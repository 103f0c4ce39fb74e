//! Per-process logger init, shared by all three node binaries.
//!
//! Called once from each binary's `main`, never at module load time, so
//! verbosity stays configurable per run via `RUST_LOG` (defaulting to
//! `info`).
pub fn init() {
    use tracing_subscriber::EnvFilter;

    let filter = EnvFilter::try_from_default_env().unwrap_or_else(|_| EnvFilter::new("info"));
    tracing_subscriber::fmt().with_env_filter(filter).init();
}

---+---

- [What you have to do]: Filter the records for the string "init" and copy every line that holds it.

- [Your solution]:
//! Per-process logger init, shared by all three node binaries.
pub fn init() {
    tracing_subscriber::fmt().with_env_filter(filter).init();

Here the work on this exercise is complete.